→ Your assignment: All lines with the word "DepartmentStatistics" must be pulled from the entries below.

- - - - -

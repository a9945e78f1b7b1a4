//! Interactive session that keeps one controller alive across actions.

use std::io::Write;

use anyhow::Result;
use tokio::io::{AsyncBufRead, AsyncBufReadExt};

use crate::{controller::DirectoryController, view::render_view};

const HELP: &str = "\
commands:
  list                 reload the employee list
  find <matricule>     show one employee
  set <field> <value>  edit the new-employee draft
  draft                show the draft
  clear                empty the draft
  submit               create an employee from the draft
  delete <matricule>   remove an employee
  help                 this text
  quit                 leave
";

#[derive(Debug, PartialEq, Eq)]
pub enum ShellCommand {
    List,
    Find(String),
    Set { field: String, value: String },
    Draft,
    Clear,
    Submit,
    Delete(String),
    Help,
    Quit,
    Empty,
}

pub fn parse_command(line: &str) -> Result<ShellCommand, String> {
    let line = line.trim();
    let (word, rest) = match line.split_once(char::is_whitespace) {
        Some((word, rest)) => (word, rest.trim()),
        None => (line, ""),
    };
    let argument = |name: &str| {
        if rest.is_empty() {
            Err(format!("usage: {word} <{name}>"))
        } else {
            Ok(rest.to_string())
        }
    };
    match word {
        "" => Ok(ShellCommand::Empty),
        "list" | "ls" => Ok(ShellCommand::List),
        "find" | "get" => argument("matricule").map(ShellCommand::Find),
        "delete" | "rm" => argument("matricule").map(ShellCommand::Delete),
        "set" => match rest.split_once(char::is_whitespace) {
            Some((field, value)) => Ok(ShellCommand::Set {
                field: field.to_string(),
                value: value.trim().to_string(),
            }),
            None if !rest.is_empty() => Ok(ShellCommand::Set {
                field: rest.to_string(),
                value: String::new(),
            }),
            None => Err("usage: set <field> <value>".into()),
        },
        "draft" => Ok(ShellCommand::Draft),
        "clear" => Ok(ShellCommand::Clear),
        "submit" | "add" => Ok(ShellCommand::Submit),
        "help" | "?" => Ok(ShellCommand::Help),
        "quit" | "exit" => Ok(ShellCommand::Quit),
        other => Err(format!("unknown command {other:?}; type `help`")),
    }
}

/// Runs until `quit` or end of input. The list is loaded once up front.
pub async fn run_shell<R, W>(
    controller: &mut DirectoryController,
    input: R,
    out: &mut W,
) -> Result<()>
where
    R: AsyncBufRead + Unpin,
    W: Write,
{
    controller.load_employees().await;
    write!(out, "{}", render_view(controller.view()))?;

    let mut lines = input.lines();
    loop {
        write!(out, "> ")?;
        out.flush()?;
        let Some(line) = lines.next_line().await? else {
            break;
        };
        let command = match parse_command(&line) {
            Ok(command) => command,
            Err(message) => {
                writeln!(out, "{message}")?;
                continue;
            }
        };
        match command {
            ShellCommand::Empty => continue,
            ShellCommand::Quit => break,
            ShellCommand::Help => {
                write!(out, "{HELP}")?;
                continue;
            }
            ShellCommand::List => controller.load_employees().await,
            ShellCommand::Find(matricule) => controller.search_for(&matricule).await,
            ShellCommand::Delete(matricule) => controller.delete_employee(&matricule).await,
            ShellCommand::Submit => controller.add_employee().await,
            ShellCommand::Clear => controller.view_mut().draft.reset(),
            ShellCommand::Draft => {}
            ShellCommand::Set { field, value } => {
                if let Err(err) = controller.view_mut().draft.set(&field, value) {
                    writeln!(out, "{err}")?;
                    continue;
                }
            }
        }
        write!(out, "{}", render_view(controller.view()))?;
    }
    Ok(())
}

- - - - -

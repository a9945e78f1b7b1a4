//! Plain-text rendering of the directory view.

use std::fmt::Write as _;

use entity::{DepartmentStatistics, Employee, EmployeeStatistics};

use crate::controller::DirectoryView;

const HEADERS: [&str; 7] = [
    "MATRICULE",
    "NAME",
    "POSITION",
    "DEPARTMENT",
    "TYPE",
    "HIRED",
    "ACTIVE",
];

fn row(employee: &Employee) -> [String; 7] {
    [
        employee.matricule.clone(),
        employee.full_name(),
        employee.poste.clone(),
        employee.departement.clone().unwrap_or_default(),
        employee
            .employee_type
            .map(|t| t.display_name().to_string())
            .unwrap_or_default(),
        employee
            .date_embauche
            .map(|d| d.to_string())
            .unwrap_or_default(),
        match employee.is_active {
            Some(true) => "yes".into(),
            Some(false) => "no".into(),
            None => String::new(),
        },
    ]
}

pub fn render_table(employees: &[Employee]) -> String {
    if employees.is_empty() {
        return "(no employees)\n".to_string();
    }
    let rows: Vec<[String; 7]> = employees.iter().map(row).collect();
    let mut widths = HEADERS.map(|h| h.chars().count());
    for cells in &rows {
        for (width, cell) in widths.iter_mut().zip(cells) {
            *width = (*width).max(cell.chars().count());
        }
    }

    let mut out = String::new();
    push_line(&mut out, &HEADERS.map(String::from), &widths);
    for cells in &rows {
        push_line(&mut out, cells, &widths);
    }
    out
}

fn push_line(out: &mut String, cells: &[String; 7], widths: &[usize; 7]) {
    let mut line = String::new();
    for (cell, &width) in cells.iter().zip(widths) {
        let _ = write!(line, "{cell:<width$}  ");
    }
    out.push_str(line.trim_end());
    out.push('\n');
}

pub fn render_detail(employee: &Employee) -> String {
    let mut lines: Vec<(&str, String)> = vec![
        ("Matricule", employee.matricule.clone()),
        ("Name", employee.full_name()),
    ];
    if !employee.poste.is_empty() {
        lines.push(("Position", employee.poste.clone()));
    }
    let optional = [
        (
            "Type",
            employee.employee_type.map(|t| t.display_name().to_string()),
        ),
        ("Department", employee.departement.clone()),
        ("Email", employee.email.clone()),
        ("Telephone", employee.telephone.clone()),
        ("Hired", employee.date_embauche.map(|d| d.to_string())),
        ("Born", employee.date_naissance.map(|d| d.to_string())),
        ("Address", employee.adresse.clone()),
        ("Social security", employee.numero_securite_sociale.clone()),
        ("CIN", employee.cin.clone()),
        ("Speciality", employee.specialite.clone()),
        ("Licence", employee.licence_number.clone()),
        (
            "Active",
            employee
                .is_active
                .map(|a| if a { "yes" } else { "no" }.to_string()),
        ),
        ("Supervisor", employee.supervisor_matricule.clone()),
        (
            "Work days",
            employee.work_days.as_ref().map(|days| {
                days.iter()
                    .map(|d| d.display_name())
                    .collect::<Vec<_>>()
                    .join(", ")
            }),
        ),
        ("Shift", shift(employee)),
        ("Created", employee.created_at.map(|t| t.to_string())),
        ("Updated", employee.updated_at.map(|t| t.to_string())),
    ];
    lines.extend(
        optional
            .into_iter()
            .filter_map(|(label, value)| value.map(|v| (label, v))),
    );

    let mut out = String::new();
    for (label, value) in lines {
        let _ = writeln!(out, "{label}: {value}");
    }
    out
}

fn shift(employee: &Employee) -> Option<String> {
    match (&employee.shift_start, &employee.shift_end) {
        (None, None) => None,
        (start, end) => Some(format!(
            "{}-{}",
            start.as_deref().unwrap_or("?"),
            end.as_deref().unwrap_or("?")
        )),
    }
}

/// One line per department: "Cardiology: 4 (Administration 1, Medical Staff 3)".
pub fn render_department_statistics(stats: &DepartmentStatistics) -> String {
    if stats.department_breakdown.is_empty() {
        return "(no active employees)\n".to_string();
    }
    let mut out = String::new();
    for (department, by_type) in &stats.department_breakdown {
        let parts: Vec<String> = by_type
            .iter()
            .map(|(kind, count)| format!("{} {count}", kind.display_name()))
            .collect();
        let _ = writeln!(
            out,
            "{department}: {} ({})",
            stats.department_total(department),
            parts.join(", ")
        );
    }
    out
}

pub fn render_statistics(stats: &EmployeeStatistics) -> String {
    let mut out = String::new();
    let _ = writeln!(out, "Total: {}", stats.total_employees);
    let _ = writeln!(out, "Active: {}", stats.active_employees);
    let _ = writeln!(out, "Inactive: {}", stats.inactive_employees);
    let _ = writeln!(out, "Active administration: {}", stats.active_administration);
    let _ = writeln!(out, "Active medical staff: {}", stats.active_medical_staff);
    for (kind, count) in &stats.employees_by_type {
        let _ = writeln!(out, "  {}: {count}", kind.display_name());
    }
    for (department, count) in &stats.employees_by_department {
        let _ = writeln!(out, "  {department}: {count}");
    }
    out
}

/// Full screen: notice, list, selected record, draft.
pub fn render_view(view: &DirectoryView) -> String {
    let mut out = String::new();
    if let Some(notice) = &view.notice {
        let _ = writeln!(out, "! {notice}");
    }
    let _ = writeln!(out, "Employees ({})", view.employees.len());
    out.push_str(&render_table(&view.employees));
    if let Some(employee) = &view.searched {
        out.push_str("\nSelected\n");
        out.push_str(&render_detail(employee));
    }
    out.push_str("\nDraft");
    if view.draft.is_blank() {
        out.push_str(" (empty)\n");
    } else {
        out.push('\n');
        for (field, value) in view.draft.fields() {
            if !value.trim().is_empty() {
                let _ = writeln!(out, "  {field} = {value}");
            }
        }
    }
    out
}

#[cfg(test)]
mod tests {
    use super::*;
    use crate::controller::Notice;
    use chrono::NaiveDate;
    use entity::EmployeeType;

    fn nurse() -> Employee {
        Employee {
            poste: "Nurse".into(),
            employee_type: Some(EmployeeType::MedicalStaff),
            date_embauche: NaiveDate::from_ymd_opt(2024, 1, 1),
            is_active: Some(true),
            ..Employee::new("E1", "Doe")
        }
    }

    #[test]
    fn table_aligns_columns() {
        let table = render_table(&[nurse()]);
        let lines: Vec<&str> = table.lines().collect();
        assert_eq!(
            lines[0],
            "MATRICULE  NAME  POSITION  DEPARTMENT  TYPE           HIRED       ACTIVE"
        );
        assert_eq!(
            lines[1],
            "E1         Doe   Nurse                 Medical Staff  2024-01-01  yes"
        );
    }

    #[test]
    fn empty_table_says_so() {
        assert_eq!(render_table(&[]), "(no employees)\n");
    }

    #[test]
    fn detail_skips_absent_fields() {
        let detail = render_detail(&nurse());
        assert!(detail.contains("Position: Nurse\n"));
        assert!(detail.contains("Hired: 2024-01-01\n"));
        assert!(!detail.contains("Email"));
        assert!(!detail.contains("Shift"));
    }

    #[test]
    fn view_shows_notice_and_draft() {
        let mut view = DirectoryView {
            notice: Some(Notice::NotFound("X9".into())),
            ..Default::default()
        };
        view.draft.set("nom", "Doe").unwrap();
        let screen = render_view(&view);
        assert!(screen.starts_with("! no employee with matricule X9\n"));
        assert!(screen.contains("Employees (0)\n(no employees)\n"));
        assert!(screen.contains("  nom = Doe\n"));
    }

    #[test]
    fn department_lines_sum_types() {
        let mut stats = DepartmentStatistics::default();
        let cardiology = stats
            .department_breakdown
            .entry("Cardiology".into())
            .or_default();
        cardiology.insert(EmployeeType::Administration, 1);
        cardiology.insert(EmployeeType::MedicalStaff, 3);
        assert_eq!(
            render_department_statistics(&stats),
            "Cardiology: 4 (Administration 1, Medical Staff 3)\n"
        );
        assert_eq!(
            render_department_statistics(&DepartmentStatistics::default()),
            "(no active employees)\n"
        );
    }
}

- - - - -

→ Reply:
use entity::{DepartmentStatistics, Employee, EmployeeStatistics};
pub fn render_department_statistics(stats: &DepartmentStatistics) -> String {
        let mut stats = DepartmentStatistics::default();
            render_department_statistics(&DepartmentStatistics::default()),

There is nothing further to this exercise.